Craving just a few steamed oysters?  Use the microwave! Say what?  We didn’t believe it either until our favorite seafood guy gave us the heads up.  Place a couple of oysters in the microwave.  It’s imperative that you watch the oysters. Microwave on high until the shells just burst open.  In our tests, it took about one minute for one oyster and about 45 sec. with three oysters.  (Yes, it takes less time for more oysters ....)  Read our blog post at Oyster Stew for more specific information.  (Microwave at your own risk.  We’re not responsible for damage done to your microwave.)



THE OYSTER TABLE


OK, so steaming oysters in a pot is definitely not as charming as roasting oysters over a wood-burning pit.  This is when you pull a head fake.  Invest is an oyster table. 

At their core, an oyster table is nothing more than a table with a hole in the middle to push the oyster shells into after they’ve been eaten.  Many people cut a hole in a piece of standard 8 x 4 plywood and place it on top of two sawhorses.  We think the oyster table has long been neglected.

Harbor Island Oyster Co. is working with a Wilmington, NC-based furniture designer to develop a collapsible, water proof table.  It can easily be stored and sprayed off with a garden hose after the party.  We hope to have the table available to ship by June 2013, but we'll try and sneak you some prototypes in the meantime.  If you would like us to contact you directly when the tables are ready, please send us an email at concierge@harborislandoytser.com and we'll add you to the list of people who will be the first to know.
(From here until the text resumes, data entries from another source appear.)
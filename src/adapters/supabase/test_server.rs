//! Local stand-in for the hosted REST and auth APIs.
//!
//! Serves canned answers per HTTP method on an ephemeral port and keeps
//! every request it receives, so adapter tests can check the headers and
//! bodies that actually went over the wire.

use std::collections::HashMap;
use std::sync::{Arc, Mutex};

use axum::body::Bytes;
use axum::extract::State;
use axum::http::{header, HeaderMap, Method, StatusCode, Uri};
use axum::response::IntoResponse;
use axum::Router;

/// One request as the fake backend saw it.
#[derive(Debug, Clone)]
pub struct CapturedRequest {
    pub method: Method,
    /// Path and query.
    pub uri: String,
    pub apikey: Option<String>,
    pub authorization: Option<String>,
    pub body: String,
}

#[derive(Clone)]
struct Shared {
    requests: Arc<Mutex<Vec<CapturedRequest>>>,
    answers: Arc<HashMap<Method, (StatusCode, String)>>,
}

/// Builder for the canned answers. Methods without an answer get
/// `201 Created` with an empty JSON array.
#[derive(Default)]
pub struct FakeBackend {
    answers: HashMap<Method, (StatusCode, String)>,
}

/// A running fake backend.
pub struct RunningBackend {
    pub url: String,
    requests: Arc<Mutex<Vec<CapturedRequest>>>,
}

impl FakeBackend {
    pub fn new() -> Self {
        Self::default()
    }

    pub fn respond(mut self, method: Method, status: StatusCode, body: &str) -> Self {
        self.answers.insert(method, (status, body.to_string()));
        self
    }

    pub async fn start(self) -> RunningBackend {
        let requests = Arc::new(Mutex::new(Vec::new()));
        let shared = Shared {
            requests: requests.clone(),
            answers: Arc::new(self.answers),
        };
        let app = Router::new().fallback(answer).with_state(shared);

        let listener = tokio::net::TcpListener::bind("127.0.0.1:0")
            .await
            .expect("bind fake backend");
        let url = format!("http://{}", listener.local_addr().expect("local addr"));
        tokio::spawn(async move {
            axum::serve(listener, app).await.expect("fake backend stopped");
        });

        RunningBackend { url, requests }
    }
}

impl RunningBackend {
    pub fn requests(&self) -> Vec<CapturedRequest> {
        self.requests.lock().expect("fake backend lock").clone()
    }

    pub fn last_request(&self) -> CapturedRequest {
        self.requests()
            .pop()
            .expect("fake backend received no request")
    }
}

async fn answer(
    State(shared): State<Shared>,
    method: Method,
    uri: Uri,
    headers: HeaderMap,
    body: Bytes,
) -> impl IntoResponse {
    let header_value = |name: &str| {
        headers
            .get(name)
            .and_then(|v| v.to_str().ok())
            .map(str::to_string)
    };
    let (status, payload) = shared
        .answers
        .get(&method)
        .cloned()
        .unwrap_or((StatusCode::CREATED, "[]".to_string()));

    shared
        .requests
        .lock()
        .expect("fake backend lock")
        .push(CapturedRequest {
            method,
            uri: uri.to_string(),
            apikey: header_value("apikey"),
            authorization: header_value("authorization"),
            body: String::from_utf8_lossy(&body).into_owned(),
        });

    (status, [(header::CONTENT_TYPE, "application/json")], payload)
}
DON'T FORGET: RECYCLE YOUR SHELLS

Please do not throw out the oyster shells at the end of your roast.  Oysters are a critical part of keeping our waterways clean.  Most coastal municipalities now offer recycling centers for oyster shells. (Check out our list of restoration and recycling efforts in the U.S.)  Volunteers, oystermen, students, marine biologists and others load up the shells and strategically place them back in the water.  Baby oysters will attach themselves to these recycled shells and start the lifecyle over again.  Within three years, these baby oysters will be ready for your next oyster roast.  We love this video from chef and activist Daniel Kline (theperennialplate.com) about recycling oyster shells.